Luthien tried to rise and join them, but found that he hadn’t the strength, and then Katerin was beside him, bracing his shoulders, hugging him close. She kissed him on the cheek—and he saw that she had taken a cudgel from one of the dead guards.

“I must go,” she whispered, and she scrambled up and ran off, not toward Oliver, Estabrooke, and the demon, but the other way.

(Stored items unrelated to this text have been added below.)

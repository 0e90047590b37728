//! Remote API
//!
//! The console talks to three API families: the platform's aggregated
//! resource API (`/kapis`), the Kubernetes core and group APIs (`/api`,
//! `/apis`) and the monitoring API. Pages depend on the narrow traits below;
//! [`RestClient`] implements all of them on top of any [`Transport`], which
//! is the only piece that differs between the browser and the terminal.

use crate::error::{ConsoleError, Result};
use crate::federated::{
    label_selector, parse_cluster_resource, parse_federated_service, parse_pod_list, parse_project_clusters,
    ClusterResource, PodSummary, ServiceRecord, WorkloadModule,
};
use crate::list::{ListQuery, Page};
use crate::meta::Scope;
use crate::metrics::{MetricQuery, MetricResponse};
use crate::node::{parse_node_list, NodeCounts, NodeRecord, Taint, ROLE_LABEL_PREFIX};
use crate::pipeline::{parse_pipeline_list, PipelineConfig, PipelineParameter, PipelineRecord, RunRequest};
use async_trait::async_trait;
use serde::Deserialize;
use serde_json::{json, Value};

#[derive(Debug, Clone, Copy, PartialEq, Eq, Hash)]
pub enum Method {
    Get,
    Post,
    Put,
    Patch,
    Delete,
}

impl Method {
    pub fn as_str(&self) -> &'static str {
        match self {
            Self::Get => "GET",
            Self::Post => "POST",
            Self::Put => "PUT",
            Self::Patch => "PATCH",
            Self::Delete => "DELETE",
        }
    }
}

/// One HTTP call, independent of the client library
#[derive(Debug, Clone, PartialEq)]
pub struct ApiRequest {
    pub method: Method,
    /// Absolute path, e.g. `/api/clusters/host/v1/nodes/node-1`
    pub path: String,
    pub query: Vec<(String, String)>,
    pub body: Option<Value>,
}

impl ApiRequest {
    fn new(method: Method, path: String, body: Option<Value>) -> Self {
        Self {
            method,
            path,
            query: Vec::new(),
            body,
        }
    }

    pub fn get(path: String) -> Self {
        Self::new(Method::Get, path, None)
    }

    pub fn post(path: String, body: Value) -> Self {
        Self::new(Method::Post, path, Some(body))
    }

    pub fn put(path: String, body: Value) -> Self {
        Self::new(Method::Put, path, Some(body))
    }

    pub fn patch(path: String, body: Value) -> Self {
        Self::new(Method::Patch, path, Some(body))
    }

    pub fn delete(path: String) -> Self {
        Self::new(Method::Delete, path, None)
    }

    pub fn with_query(mut self, pairs: Vec<(String, String)>) -> Self {
        self.query.extend(pairs);
        self
    }

    pub fn content_type(&self) -> &'static str {
        match self.method {
            Method::Patch => "application/merge-patch+json",
            _ => "application/json",
        }
    }

    /// Full URL under `root` (no trailing slash expected)
    pub fn url(&self, root: &str) -> String {
        let mut url = format!("{}{}", root.trim_end_matches('/'), self.path);
        if !self.query.is_empty() {
            url.push('?');
            url.push_str(&crate::list::encode_pairs(&self.query));
        }
        url
    }
}

/// Sends requests and returns the decoded JSON body (`Null` when empty).
///
/// Implementations map non-2xx answers to [`ConsoleError::Http`] and
/// transport failures to [`ConsoleError::Network`].
#[async_trait(?Send)]
pub trait Transport {
    async fn send(&self, request: ApiRequest) -> Result<Value>;
}

#[async_trait(?Send)]
pub trait NodeApi {
    async fn list_nodes(&self, cluster: &str, query: &ListQuery) -> Result<Page<NodeRecord>>;
    async fn node_metrics(&self, cluster: &str, query: &MetricQuery) -> Result<MetricResponse>;
    async fn node_counts(&self, cluster: &str) -> Result<NodeCounts>;
    async fn cordon(&self, cluster: &str, node: &str) -> Result<()>;
    async fn uncordon(&self, cluster: &str, node: &str) -> Result<()>;
    async fn delete_node(&self, cluster: &str, node: &str) -> Result<()>;
    /// Replace the node's taints with `taints`
    async fn set_taints(&self, cluster: &str, node: &str, taints: &[Taint]) -> Result<()>;
}

/// `scope.namespace` is the DevOps project
#[async_trait(?Send)]
pub trait PipelineApi {
    async fn list_pipelines(&self, scope: &Scope, query: &ListQuery) -> Result<Page<PipelineRecord>>;
    async fn run_pipeline(&self, scope: &Scope, name: &str, request: &RunRequest) -> Result<()>;
    async fn branch_parameters(&self, scope: &Scope, name: &str, branch: &str) -> Result<Vec<PipelineParameter>>;
    async fn delete_pipeline(&self, scope: &Scope, name: &str) -> Result<()>;
    async fn pipeline_config(&self, scope: &Scope, name: &str) -> Result<PipelineConfig>;
    /// Returns the name the server assigned
    async fn create_pipeline(&self, scope: &Scope, config: &PipelineConfig) -> Result<String>;
    async fn update_pipeline(&self, scope: &Scope, config: &PipelineConfig) -> Result<()>;
}

/// `scope.namespace` is the federated project
#[async_trait(?Send)]
pub trait FederatedApi {
    async fn service(&self, scope: &Scope, name: &str) -> Result<ServiceRecord>;
    async fn service_raw(&self, scope: &Scope, name: &str) -> Result<Value>;
    async fn patch_service(&self, scope: &Scope, name: &str, patch: &Value) -> Result<()>;
    async fn replace_service(&self, scope: &Scope, name: &str, object: &Value) -> Result<()>;
    async fn delete_service(&self, scope: &Scope, name: &str) -> Result<()>;
    /// Member clusters of the federated project `namespace`
    async fn project_clusters(&self, namespace: &str) -> Result<Vec<String>>;
    /// The service's copy in one member cluster
    async fn cluster_service(&self, cluster: &str, namespace: &str, name: &str) -> Result<ClusterResource>;
    async fn cluster_workload(
        &self,
        cluster: &str,
        namespace: &str,
        module: WorkloadModule,
        name: &str,
    ) -> Result<ClusterResource>;
    async fn cluster_pods(&self, cluster: &str, namespace: &str, resource: &ClusterResource) -> Result<Vec<PodSummary>>;
}

/// REST implementation of the page APIs
pub struct RestClient<T> {
    transport: T,
}

impl<T: Transport> RestClient<T> {
    pub fn new(transport: T) -> Self {
        Self { transport }
    }

    pub fn transport(&self) -> &T {
        &self.transport
    }

    async fn send_unit(&self, request: ApiRequest) -> Result<()> {
        self.transport.send(request).await.map(|_| ())
    }
}

fn core_path(cluster: &str) -> String {
    format!("/api{}/v1", Scope::cluster(cluster).cluster_prefix())
}

fn node_path(cluster: &str, node: &str) -> String {
    format!("{}/nodes/{}", core_path(cluster), urlencoding::encode(node))
}

fn resources_path(cluster: &str) -> String {
    format!("/kapis{}/resources.kubesphere.io/v1alpha3", Scope::cluster(cluster).cluster_prefix())
}

fn devops_path(scope: &Scope, version: &str) -> String {
    format!(
        "/kapis{}/devops.kubesphere.io/{}/devops/{}/pipelines",
        scope.cluster_prefix(),
        version,
        scope.namespace.as_deref().unwrap_or_default()
    )
}

fn pipeline_path(scope: &Scope, version: &str, name: &str) -> String {
    format!("{}/{}", devops_path(scope, version), urlencoding::encode(name))
}

fn federated_service_path(scope: &Scope, name: &str) -> String {
    format!(
        "/apis/types.kubefed.io/v1beta1/namespaces/{}/federatedservices/{}",
        scope.namespace.as_deref().unwrap_or_default(),
        urlencoding::encode(name)
    )
}

fn pipeline_object(scope: &Scope, config: &PipelineConfig) -> Value {
    json!({
        "apiVersion": "devops.kubesphere.io/v1alpha3",
        "kind": "Pipeline",
        "metadata": {
            "name": config.name,
            "namespace": scope.namespace,
        },
        "spec": {
            "type": "pipeline",
            "pipeline": config,
        }
    })
}

#[async_trait(?Send)]
impl<T: Transport> NodeApi for RestClient<T> {
    async fn list_nodes(&self, cluster: &str, query: &ListQuery) -> Result<Page<NodeRecord>> {
        let request = ApiRequest::get(format!("{}/nodes", resources_path(cluster))).with_query(query.to_pairs());
        parse_node_list(self.transport.send(request).await?)
    }

    async fn node_metrics(&self, cluster: &str, query: &MetricQuery) -> Result<MetricResponse> {
        let request = ApiRequest::get(format!(
            "/kapis{}/monitoring.kubesphere.io/v1alpha3/nodes",
            Scope::cluster(cluster).cluster_prefix()
        ))
        .with_query(query.to_pairs());
        let payload = self.transport.send(request).await?;
        serde_json::from_value(payload).map_err(|e| ConsoleError::Validation(format!("node metrics: {}", e)))
    }

    async fn node_counts(&self, cluster: &str) -> Result<NodeCounts> {
        let master = format!("{}master", ROLE_LABEL_PREFIX);
        let worker = format!("{}worker", ROLE_LABEL_PREFIX);

        let count = |selector: String| {
            let query = ListQuery::page(1, 1).with_filter("labelSelector", &selector);
            async move { self.list_nodes(cluster, &query).await.map(|page| page.total) }
        };
        let (masters, master_workers) =
            futures::future::try_join(count(master.clone()), count(format!("{},{}", master, worker))).await?;

        Ok(NodeCounts {
            masters,
            master_workers,
        })
    }

    async fn cordon(&self, cluster: &str, node: &str) -> Result<()> {
        self.send_unit(ApiRequest::patch(node_path(cluster, node), json!({"spec": {"unschedulable": true}})))
            .await
    }

    async fn uncordon(&self, cluster: &str, node: &str) -> Result<()> {
        self.send_unit(ApiRequest::patch(node_path(cluster, node), json!({"spec": {"unschedulable": null}})))
            .await
    }

    async fn delete_node(&self, cluster: &str, node: &str) -> Result<()> {
        self.send_unit(ApiRequest::delete(node_path(cluster, node))).await
    }

    async fn set_taints(&self, cluster: &str, node: &str, taints: &[Taint]) -> Result<()> {
        self.send_unit(ApiRequest::patch(node_path(cluster, node), json!({"spec": {"taints": taints}})))
            .await
    }
}

#[derive(Deserialize)]
struct BranchDetail {
    #[serde(default)]
    parameters: Vec<PipelineParameter>,
}

#[derive(Deserialize)]
struct PipelineObject {
    metadata: crate::meta::ObjectMeta,
    #[serde(default)]
    spec: PipelineObjectSpec,
}

#[derive(Default, Deserialize)]
struct PipelineObjectSpec {
    #[serde(default)]
    pipeline: Option<PipelineConfig>,
}

#[async_trait(?Send)]
impl<T: Transport> PipelineApi for RestClient<T> {
    async fn list_pipelines(&self, scope: &Scope, query: &ListQuery) -> Result<Page<PipelineRecord>> {
        let request = ApiRequest::get(devops_path(scope, "v1alpha3")).with_query(query.to_pairs());
        parse_pipeline_list(self.transport.send(request).await?)
    }

    async fn run_pipeline(&self, scope: &Scope, name: &str, request: &RunRequest) -> Result<()> {
        let base = pipeline_path(scope, "v1alpha2", name);
        let path = match &request.branch {
            Some(branch) => format!("{}/branches/{}/runs", base, urlencoding::encode(branch)),
            None => format!("{}/runs", base),
        };
        self.send_unit(ApiRequest::post(path, json!({ "parameters": request.parameters })))
            .await
    }

    async fn branch_parameters(&self, scope: &Scope, name: &str, branch: &str) -> Result<Vec<PipelineParameter>> {
        let path = format!(
            "{}/branches/{}",
            pipeline_path(scope, "v1alpha2", name),
            urlencoding::encode(branch)
        );
        let detail: BranchDetail = serde_json::from_value(self.transport.send(ApiRequest::get(path)).await?)?;
        Ok(detail.parameters)
    }

    async fn delete_pipeline(&self, scope: &Scope, name: &str) -> Result<()> {
        self.send_unit(ApiRequest::delete(pipeline_path(scope, "v1alpha3", name)))
            .await
    }

    async fn pipeline_config(&self, scope: &Scope, name: &str) -> Result<PipelineConfig> {
        let payload = self
            .transport
            .send(ApiRequest::get(pipeline_path(scope, "v1alpha3", name)))
            .await?;
        let object: PipelineObject = serde_json::from_value(payload)?;
        let mut config = object.spec.pipeline.unwrap_or_default();
        config.name = object.metadata.name;
        Ok(config)
    }

    async fn create_pipeline(&self, scope: &Scope, config: &PipelineConfig) -> Result<String> {
        let payload = self
            .transport
            .send(ApiRequest::post(devops_path(scope, "v1alpha3"), pipeline_object(scope, config)))
            .await?;
        let created = serde_json::from_value::<PipelineObject>(payload)
            .map(|object| object.metadata.name)
            .unwrap_or_else(|_| config.name.clone());
        Ok(created)
    }

    async fn update_pipeline(&self, scope: &Scope, config: &PipelineConfig) -> Result<()> {
        self.send_unit(ApiRequest::put(
            pipeline_path(scope, "v1alpha3", &config.name),
            pipeline_object(scope, config),
        ))
        .await
    }
}

#[async_trait(?Send)]
impl<T: Transport> FederatedApi for RestClient<T> {
    async fn service(&self, scope: &Scope, name: &str) -> Result<ServiceRecord> {
        parse_federated_service(self.service_raw(scope, name).await?)
    }

    async fn service_raw(&self, scope: &Scope, name: &str) -> Result<Value> {
        self.transport
            .send(ApiRequest::get(federated_service_path(scope, name)))
            .await
    }

    async fn patch_service(&self, scope: &Scope, name: &str, patch: &Value) -> Result<()> {
        self.send_unit(ApiRequest::patch(federated_service_path(scope, name), patch.clone()))
            .await
    }

    async fn replace_service(&self, scope: &Scope, name: &str, object: &Value) -> Result<()> {
        self.send_unit(ApiRequest::put(federated_service_path(scope, name), object.clone()))
            .await
    }

    async fn delete_service(&self, scope: &Scope, name: &str) -> Result<()> {
        self.send_unit(ApiRequest::delete(federated_service_path(scope, name)))
            .await
    }

    async fn project_clusters(&self, namespace: &str) -> Result<Vec<String>> {
        let namespace = urlencoding::encode(namespace);
        let path = format!(
            "/apis/types.kubefed.io/v1beta1/namespaces/{}/federatednamespaces/{}",
            namespace, namespace
        );
        parse_project_clusters(self.transport.send(ApiRequest::get(path)).await?)
    }

    async fn cluster_service(&self, cluster: &str, namespace: &str, name: &str) -> Result<ClusterResource> {
        let path = format!(
            "{}/namespaces/{}/services/{}",
            core_path(cluster),
            namespace,
            urlencoding::encode(name)
        );
        parse_cluster_resource(cluster, self.transport.send(ApiRequest::get(path)).await?)
    }

    async fn cluster_workload(
        &self,
        cluster: &str,
        namespace: &str,
        module: WorkloadModule,
        name: &str,
    ) -> Result<ClusterResource> {
        let path = format!(
            "/apis{}/apps/v1/namespaces/{}/{}/{}",
            Scope::cluster(cluster).cluster_prefix(),
            namespace,
            module,
            urlencoding::encode(name)
        );
        parse_cluster_resource(cluster, self.transport.send(ApiRequest::get(path)).await?)
    }

    async fn cluster_pods(&self, cluster: &str, namespace: &str, resource: &ClusterResource) -> Result<Vec<PodSummary>> {
        if resource.selector.is_empty() {
            return Ok(Vec::new());
        }
        let request = ApiRequest::get(format!("{}/namespaces/{}/pods", core_path(cluster), namespace))
            .with_query(vec![("labelSelector".to_string(), label_selector(&resource.selector))]);
        parse_pod_list(self.transport.send(request).await?)
    }
}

Luthien looked back to see Brind’Amour and Paragor rolling and thrashing, alternately crying out. The sight brought the young Bedwyr further out of his stupor; he could control his muscles once more, but how they ached! Still, Luthien knew that he could not sit there, knew that the fight was not yet won.

“Ick!” Oliver said, skidding to a stop before he hit the puddle of demon gore.

Praehotec, leaning against the wall, didn’t seem to notice the halfling. It looked right over Oliver’s head to the shining sword and the armored man, this cavalier, this noble warrior, a relic of a past and more holy age. The demon recognized what this man was, the most hated of all humankind.

“Paladin,” Praehotec snarled, drool falling freely to the floor. Out came the great leathery wings as the beast huffed itself up to its most impressive stance, straight and as tall as the corridor would allow, despite its half-devoured leg.

Oliver was impressed by the fiend’s display, but Estabrooke, crying to God and singing joyfully, charged right in and brought his sword down in a great sweeping strike. The halfling watched his courage, knew the demon’s word, and understood what this man they had met on the fields of Eradoch truly was. “Douzeper,” the halfling muttered.

Estabrooke sheared off Praehotec’s raised arm.

The demon’s other arm came around, battering the man; twin beams became one before Praehotec’s eyes, flashing out, searing through the knight’s armor, aimed at his heart. The stump of the demon’s other arm became a weapon as Praehotec whipped it back and forth, sending a spray of acidic blood into the slits of Estabrooke’s helm.

Still Estabrooke sang, through the blindness and the pain, and he slashed again, gouging a wing, digging into the side of the demon’s chest with tremendous force.

Praehotec, balanced on just one foot, rocked to the side and nearly tumbled. But the beast came back furiously, with a tremendous, hooking blow that rang like a gong when it connected with the side of Estabrooke’s helm and sent the cavalier flying away, to crumple in the corner near to the battered door.